Last week, the industry was dealt a serious blow when the Senate failed to repeal the BLM Waste Prevention rule. This was not without a lack of effort on behalf of Sen. Hoeven and Rep. Cramer who showed great leadership in the effort and showed their support for the more than 72,000 people whose jobs are supported by the oil and gas industry.
Hoeven and Cramer were not fooled by the artificially named "Waste Prevention" rule. They saw it for what it was: a tool in the environmental extremists' war on the oil and gas industry and efforts to "keep it in the ground." That's because this rule does not prevent waste. The actual reductions in methane would have been only 0.064 percent. Compare that to industry-led efforts in North Dakota that led to a 54 percent decrease in flaring. It also wouldn't increase royalties as it pretends to do. In fact, it would have decreased royalties by more than $39.1 million. These are royalties that would have otherwise gone to the state, tribe and private mineral owners.

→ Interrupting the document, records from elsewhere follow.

//! Token registry
//!
//! The closed vocabulary of fact and action tokens the kernel validates
//! against. The registry is owned by the ontology collaborator; the kernel
//! only reads it. The built-in registry is constructed once on first use
//! and never mutated afterwards. An alternative registry may be loaded
//! from a JSON document `{"facts": [...], "actions": [...]}`.

mod builtin;
mod errors;

pub use errors::{ValidationError, ValidationResult};

use std::collections::BTreeSet;
use std::sync::{Arc, OnceLock};

use serde::{Deserialize, Serialize};

use crate::rules::{Rule, Verdict, VerdictKind};

/// Closed set of valid fact and action tokens.
#[derive(Debug, Clone, PartialEq, Eq, Serialize, Deserialize)]
pub struct TokenRegistry {
    facts: BTreeSet<String>,
    actions: BTreeSet<String>,
}

impl TokenRegistry {
    pub fn new<F, A, S, T>(facts: F, actions: A) -> Self
    where
        F: IntoIterator<Item = S>,
        A: IntoIterator<Item = T>,
        S: Into<String>,
        T: Into<String>,
    {
        Self {
            facts: facts.into_iter().map(Into::into).collect(),
            actions: actions.into_iter().map(Into::into).collect(),
        }
    }

    /// The process-wide built-in registry.
    pub fn builtin() -> Arc<TokenRegistry> {
        static BUILTIN: OnceLock<Arc<TokenRegistry>> = OnceLock::new();
        BUILTIN
            .get_or_init(|| {
                let facts = builtin::DIAGNOSIS_FACTS
                    .iter()
                    .chain(builtin::ATTRIBUTE_FACTS)
                    .chain(builtin::CONTEXT_FACTS)
                    .chain(builtin::BUCKET_FACTS)
                    .copied();
                Arc::new(TokenRegistry::new(facts, builtin::ACTIONS.iter().copied()))
            })
            .clone()
    }

    /// Parses a registry document.
    pub fn from_json(json: &str) -> serde_json::Result<Self> {
        serde_json::from_str(json)
    }

    pub fn facts(&self) -> &BTreeSet<String> {
        &self.facts
    }

    pub fn actions(&self) -> &BTreeSet<String> {
        &self.actions
    }

    pub fn verdict_kinds(&self) -> [VerdictKind; 4] {
        VerdictKind::ALL
    }

    pub fn is_fact(&self, token: &str) -> bool {
        self.facts.contains(token)
    }

    pub fn is_action(&self, token: &str) -> bool {
        self.actions.contains(token)
    }

    /// Rejects any token not in the fact vocabulary, listing all of them.
    pub fn validate_facts<'a, I>(&self, tokens: I) -> ValidationResult<()>
    where
        I: IntoIterator<Item = &'a String>,
    {
        let unknown: BTreeSet<String> = tokens
            .into_iter()
            .filter(|t| !self.is_fact(t))
            .cloned()
            .collect();
        if unknown.is_empty() {
            Ok(())
        } else {
            Err(ValidationError::UnknownFactTokens {
                tokens: unknown.into_iter().collect(),
            })
        }
    }

    pub fn validate_action(&self, token: &str) -> ValidationResult<()> {
        if self.is_action(token) {
            Ok(())
        } else {
            Err(ValidationError::UnknownActionToken {
                token: token.to_string(),
            })
        }
    }

    /// Parses an outcome and checks its action against the vocabulary.
    pub fn validate_outcome(&self, outcome: &str) -> ValidationResult<Verdict> {
        let verdict = Verdict::parse(outcome).ok_or_else(|| ValidationError::MalformedOutcome {
            outcome: outcome.to_string(),
        })?;
        if !self.is_action(&verdict.action) {
            return Err(ValidationError::UnknownOutcomeAction {
                outcome: outcome.to_string(),
                action: verdict.action,
            });
        }
        Ok(verdict)
    }

    /// Full admission check for a rule entering the draft.
    pub fn validate_rule(&self, rule: &Rule) -> ValidationResult<()> {
        if rule.rule_id().trim().is_empty() {
            return Err(ValidationError::EmptyIdentifier { field: "rule_id" });
        }
        self.validate_facts(rule.premises())?;
        self.validate_outcome(rule.outcome())?;
        Ok(())
    }

    pub fn validate_incompatibility(&self, a: &str, b: &str) -> ValidationResult<()> {
        self.validate_action(a)?;
        self.validate_action(b)?;
        if a == b {
            return Err(ValidationError::SelfIncompatibility {
                action: a.to_string(),
            });
        }
        Ok(())
    }

    pub fn validate_infeasibility(
        &self,
        action: &str,
        premises: &BTreeSet<String>,
    ) -> ValidationResult<()> {
        self.validate_action(action)?;
        self.validate_facts(premises)
    }

    pub fn validate_fact_exclusion(&self, facts: &BTreeSet<String>) -> ValidationResult<()> {
        if facts.is_empty() {
            return Err(ValidationError::EmptyTokenSet { field: "facts" });
        }
        self.validate_facts(facts)
    }
}

#[cfg(test)]
mod tests {
    use super::*;

    fn set(items: &[&str]) -> BTreeSet<String> {
        items.iter().map(|s| s.to_string()).collect()
    }

    #[test]
    fn test_builtin_is_shared() {
        let a = TokenRegistry::builtin();
        let b = TokenRegistry::builtin();
        assert!(Arc::ptr_eq(&a, &b));
        assert!(a.is_fact("Dx.Preeclampsia"));
        assert!(a.is_fact("Ctx.GA_<34w"));
        assert!(a.is_action("Action.ImmediateDelivery"));
    }

    #[test]
    fn test_unknown_facts_are_all_reported() {
        let registry = TokenRegistry::builtin();
        let err = registry
            .validate_facts(&set(&["Dx.Preeclampsia", "Dx.Zzz", "Ctx.Aaa"]))
            .unwrap_err();
        assert_eq!(
            err,
            ValidationError::UnknownFactTokens {
                tokens: vec!["Ctx.Aaa".into(), "Dx.Zzz".into()]
            }
        );
    }

    #[test]
    fn test_outcome_validation() {
        let registry = TokenRegistry::builtin();
        assert!(registry
            .validate_outcome("Allowed(Action.ExpectantManagement)")
            .is_ok());
        assert!(matches!(
            registry.validate_outcome("Allowed Action.ExpectantManagement"),
            Err(ValidationError::MalformedOutcome { .. })
        ));
        assert!(matches!(
            registry.validate_outcome("Allowed(Action.Teleport)"),
            Err(ValidationError::UnknownOutcomeAction { .. })
        ));
    }

    #[test]
    fn test_rule_requires_identifier() {
        let registry = TokenRegistry::builtin();
        let rule = Rule::new("  ", ["Dx.Preeclampsia"], "Allowed(Action.ExpectantManagement)", "");
        assert_eq!(
            registry.validate_rule(&rule),
            Err(ValidationError::EmptyIdentifier { field: "rule_id" })
        );
    }

    #[test]
    fn test_self_incompatibility_rejected() {
        let registry = TokenRegistry::builtin();
        assert!(matches!(
            registry.validate_incompatibility("Action.ExpeditedDelivery", "Action.ExpeditedDelivery"),
            Err(ValidationError::SelfIncompatibility { .. })
        ));
    }

    #[test]
    fn test_fact_exclusion_needs_facts() {
        let registry = TokenRegistry::builtin();
        assert!(registry.validate_fact_exclusion(&BTreeSet::new()).is_err());
        assert!(registry
            .validate_fact_exclusion(&set(&["Ctx.GA_<34w", "Ctx.GA_>=34w"]))
            .is_ok());
    }

    #[test]
    fn test_from_json() {
        let registry =
            TokenRegistry::from_json(r#"{"facts": ["F.One"], "actions": ["Act.One"]}"#).unwrap();
        assert!(registry.is_fact("F.One"));
        assert!(!registry.is_fact("Dx.Preeclampsia"));
        assert!(registry.is_action("Act.One"));
    }
}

What this rule will accomplish is the shutting in of wells, potentially impacting as many as 2,780 wells in North Dakota. Every state and its geology is different, and what this one-size-fits-all approach does not consider is the engineering that goes into each well and the unique characteristics that sets the Bakken apart as a world-class resource. Instead, the Senate, and specifically Sen. Heitkamp, should have voted to repeal this rule and to allow the state primacy and regulatory authority. The state already has some of the most stringent rules in the nation, and the industry has invested more than $13 billion in infrastructure to capture more natural gas. This has led to a 54 percent decrease in flaring in just a few short years. This rule will heap additional duties - duties already successfully being carried out in the state - on an already over-burdened staff at the BLM. Already, the BLM is woefully behind in its essential duties, with companies waiting as many as three years for permits. This backlog is preventing the build-out of necessary infrastructure, which is the only effective and feasible way to capture natural gas and prevent waste.
The irony is that rather than preventing waste, this rule will encourage it by creating an additional 82,000 hours of paperwork for BLM employees and costing taxpayers $270 million per year to achieve absolutely no benefit, all while the state and industry are already making significant strides in reducing flaring. Heitkamp had a real opportunity to save the state and federal governments' time and taxpayer dollars by voting to repeal this bill and make a larger, more immediate impact on reducing flaring and venting by instead fixing permitting, infrastructure and pipeline delays. Instead, the state and federal government must now dedicate significant time and resources in trying to fix this unworkable rule.
Ness is president of the North Dakota Petroleum Council.